The move was taken in deference to environmentalists, on the pretext of
studying the effects of hydraulic fracturing.
“Conditions
have changed since the
2006 Forest Plan was developed,” announced WNF Supervisor Anne Carey on
Tuesday. “The technology used in the Utica & Marcellus Shale
formations
need to be studied to see if potential effects to the surface are
significantly
different than those identified in the Forest Plan.” The study will
take up to
six months to complete. The WNF study reportedly “will focus solely on
how it
could affect forest land,” despite the significance of hydraulic
fracturing to
united proponents of the delay, “and not how it could affect
groundwater.”
Speaking
of the WNF gas drilling, one
environmentalist group spokesman suggested that moving forward with
drilling
“could turn the Ohio Valley into Ozone Alley,”

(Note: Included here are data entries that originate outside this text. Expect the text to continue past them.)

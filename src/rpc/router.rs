//! Inbound dispatch loop.
//!
//! [`MessageRouter::serve`] owns the read half of a connection. For every
//! decoded [`Message`] it decides, in arrival order:
//!
//! - **Request** (`id` + `method`): look up the request handler. Unknown
//!   methods are answered with a `method not found` error response. A known
//!   handler is called in the read loop, so everything it does before its
//!   first suspension happens in arrival order. A handler that completes
//!   without suspending is answered on the spot; otherwise the rest of it
//!   runs on its own task so the read loop keeps decoding while the handler
//!   awaits its own outbound requests. The handler's result or error (panics
//!   included) always becomes exactly one response.
//! - **Response** (`id` only): complete the matching pending request on the
//!   [`Peer`]; unmatched ids are discarded with a warning.
//! - **Notification** (`method` only): run the handler inline, preserving
//!   notification order. Failures are logged and never reach the peer.
//!   Notification handlers must not await outbound requests.
//!
//! The loop ends on cancellation, end of stream, a framing error, or a writer
//! failure. On the way out every in-flight request handler is aborted and every
//! pending outbound request is rejected with
//! [`AppError::ConnectionClosed`].

use std::panic::{self, AssertUnwindSafe};
use std::sync::Arc;

use futures_util::{FutureExt, StreamExt};
use serde_json::Value;
use tokio::io::{AsyncRead, AsyncWrite};
use tokio::task::JoinSet;
use tokio_util::codec::FramedRead;
use tokio_util::sync::CancellationToken;
use tracing::{debug, error, info, warn};

use crate::rpc::codec::ContentLengthCodec;
use crate::rpc::message::{Message, Notification, Request, RequestId, Response};
use crate::rpc::peer::{Outbound, Peer};
use crate::rpc::registry::MethodRegistry;
use crate::rpc::writer::run_writer;
use crate::{AppError, Result};

/// Why a connection stopped being served.
#[derive(Debug, Clone, PartialEq, Eq)]
pub enum ConnectionEnd {
    /// The session token was cancelled (e.g. by the `exit` notification).
    Cancelled,
    /// The remote side closed the stream.
    Closed,
    /// The stream was corrupted or could not be written.
    Failed(AppError),
}

/// Serves one connection: reads, dispatches, and writes until it ends.
#[derive(Debug)]
pub struct MessageRouter {
    label: String,
    peer: Peer,
    outbound: Outbound,
    registry: Arc<MethodRegistry>,
    cancel: CancellationToken,
}

impl MessageRouter {
    /// Create a router for one connection.
    ///
    /// `label` tags every log line for the connection; `cancel` stops the
    /// loop from outside (or from a handler, as `exit` does).
    #[must_use]
    pub fn new(
        label: impl Into<String>,
        peer: Peer,
        outbound: Outbound,
        registry: MethodRegistry,
        cancel: CancellationToken,
    ) -> Self {
        Self {
            label: label.into(),
            peer,
            outbound,
            registry: Arc::new(registry),
            cancel,
        }
    }

    /// The outbound handle bound to this connection.
    #[must_use]
    pub fn peer(&self) -> &Peer {
        &self.peer
    }

    /// Serve the connection over `reader` / `writer` until it ends.
    pub async fn serve<R, W>(self, reader: R, writer: W) -> ConnectionEnd
    where
        R: AsyncRead + Unpin + Send,
        W: AsyncWrite + Unpin + Send + 'static,
    {
        let Self {
            label,
            peer,
            outbound,
            registry,
            cancel,
        } = self;

        let stop = CancellationToken::new();
        let mut writer_task = tokio::spawn(run_writer(label.clone(), writer, outbound, stop.clone()));
        let mut writer_finished = false;

        let dispatcher = Dispatcher {
            label,
            peer,
            registry,
        };
        let mut handlers = JoinSet::new();
        let mut framed = FramedRead::new(reader, ContentLengthCodec::new());

        info!(label = %dispatcher.label, "rpc: serving connection");

        let end = loop {
            tokio::select! {
                biased;

                () = cancel.cancelled() => {
                    debug!(label = %dispatcher.label, "rpc: session cancelled");
                    break ConnectionEnd::Cancelled;
                }

                joined = &mut writer_task => {
                    writer_finished = true;
                    break match joined {
                        Ok(Ok(())) => ConnectionEnd::Closed,
                        Ok(Err(err)) => ConnectionEnd::Failed(err),
                        Err(err) => ConnectionEnd::Failed(AppError::Io(format!(
                            "writer task ended abnormally: {err}"
                        ))),
                    };
                }

                Some(joined) = handlers.join_next(), if !handlers.is_empty() => {
                    if let Err(err) = joined {
                        if err.is_panic() {
                            error!(label = %dispatcher.label, "rpc: request task panicked");
                        }
                    }
                }

                item = framed.next() => match item {
                    None => {
                        debug!(label = %dispatcher.label, "rpc: end of stream");
                        break ConnectionEnd::Closed;
                    }
                    Some(Err(err)) => {
                        warn!(
                            label = %dispatcher.label,
                            error = %err,
                            "rpc: unreadable stream, closing connection"
                        );
                        break ConnectionEnd::Failed(err);
                    }
                    Some(Ok(message)) => dispatcher.dispatch(message, &mut handlers).await,
                }
            }
        };

        handlers.abort_all();
        dispatcher.peer.close().await;
        stop.cancel();
        if !writer_finished {
            match writer_task.await {
                Ok(Ok(())) => {}
                Ok(Err(err)) => debug!(label = %dispatcher.label, error = %err, "rpc: writer failed during teardown"),
                Err(err) => debug!(label = %dispatcher.label, error = %err, "rpc: writer task aborted"),
            }
        }

        info!(label = %dispatcher.label, ?end, "rpc: connection finished");
        end
    }
}

/// Per-connection dispatch state shared by the read loop.
struct Dispatcher {
    label: String,
    peer: Peer,
    registry: Arc<MethodRegistry>,
}

impl Dispatcher {
    async fn dispatch(&self, message: Message, handlers: &mut JoinSet<()>) {
        match message {
            Message::Request(request) => self.dispatch_request(request, handlers),
            Message::Response(response) => self.peer.resolve(response).await,
            Message::Notification(notification) => self.run_notification(notification).await,
        }
    }

    fn dispatch_request(&self, request: Request, handlers: &mut JoinSet<()>) {
        let Request { id, method, params } = request;

        let Some(handler) = self.registry.request_handler(&method) else {
            warn!(label = %self.label, id, method, "rpc: request for unknown method");
            let response = Response::from_outcome(id, Err(AppError::MethodNotFound(method)));
            if self.peer.respond(response).is_err() {
                debug!(label = %self.label, id, "rpc: connection closed before error response");
            }
            return;
        };

        debug!(label = %self.label, id, method, "rpc: dispatching request");
        let mut pending = match panic::catch_unwind(AssertUnwindSafe(|| handler(params))) {
            Ok(pending) => pending,
            Err(_) => {
                self.finish_request(id, &method, Err(panicked(&method)));
                return;
            }
        };

        // Handlers that never suspend are answered before the next message is read.
        if let Some(caught) = AssertUnwindSafe(&mut pending).catch_unwind().now_or_never() {
            let outcome = caught.unwrap_or_else(|_| Err(panicked(&method)));
            self.finish_request(id, &method, outcome);
            return;
        }

        let dispatcher = self.detached();
        handlers.spawn(async move {
            let outcome = AssertUnwindSafe(pending)
                .catch_unwind()
                .await
                .unwrap_or_else(|_| Err(panicked(&method)));
            dispatcher.finish_request(id, &method, outcome);
        });
    }

    fn finish_request(&self, id: RequestId, method: &str, outcome: Result<Value>) {
        if let Err(ref err) = outcome {
            debug!(label = %self.label, id, method, error = %err, "rpc: request failed");
        }
        if self.peer.respond(Response::from_outcome(id, outcome)).is_err() {
            debug!(label = %self.label, id, "rpc: connection closed before response");
        }
    }

    fn detached(&self) -> Self {
        Self {
            label: self.label.clone(),
            peer: self.peer.clone(),
            registry: Arc::clone(&self.registry),
        }
    }

    async fn run_notification(&self, notification: Notification) {
        let Notification { method, params } = notification;

        let Some(handler) = self.registry.notification_handler(&method) else {
            warn!(label = %self.label, method, "rpc: discarding notification for unknown method");
            return;
        };

        let Ok(pending) = panic::catch_unwind(AssertUnwindSafe(|| handler(params))) else {
            error!(label = %self.label, method, "rpc: notification handler panicked");
            return;
        };

        match AssertUnwindSafe(pending).catch_unwind().await {
            Ok(Ok(())) => debug!(label = %self.label, method, "rpc: notification handled"),
            Ok(Err(err)) => warn!(
                label = %self.label,
                method,
                error = %err,
                "rpc: notification handler failed"
            ),
            Err(_) => error!(label = %self.label, method, "rpc: notification handler panicked"),
        }
    }
}

fn panicked(method: &str) -> AppError {
    AppError::Handler(format!("handler for `{method}` panicked"))
}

even though Wayne National Forest already has
nearly 1300 oil and gas
wells in operation which this study does not affect.
The
Ohio Oil and Gas Energy Education
Program (OOGEEP) recently estimated that drilling in the Utica shale,
which is
affected by the suspension of the mineral lease auctions, would produce
up
204,500 jobs by 2015. [Update: the USDA estimates that the creation of
only a few
dozen to 200 jobs will be delayed by this study.]
“The
President’s plan is to simply say
‘no’ to new energy production,” House Natural Resources Committee
chairman Doc
Hastings, R-Wash, said to Interior Secretary Ken Salazar during a
hearing
pertaining to hydraulic fracturing. “It’s a plan that is sending
American jobs
overseas, forfeiting new revenue, and denying access to American energy
that
would lessen our dependence on hostile Middle Eastern oil.”
Salazar
denied that suggestion, noting
the sales of mineral leases over the last two years, but he also
affirmed
environmentalist concerns. “The increasing use of hydraulic fracturing
has
raised a number of concerns about the potential impacts on water
quality and
availability, particularly with respect to the chemical composition of
fracturing fluids and the methods used.”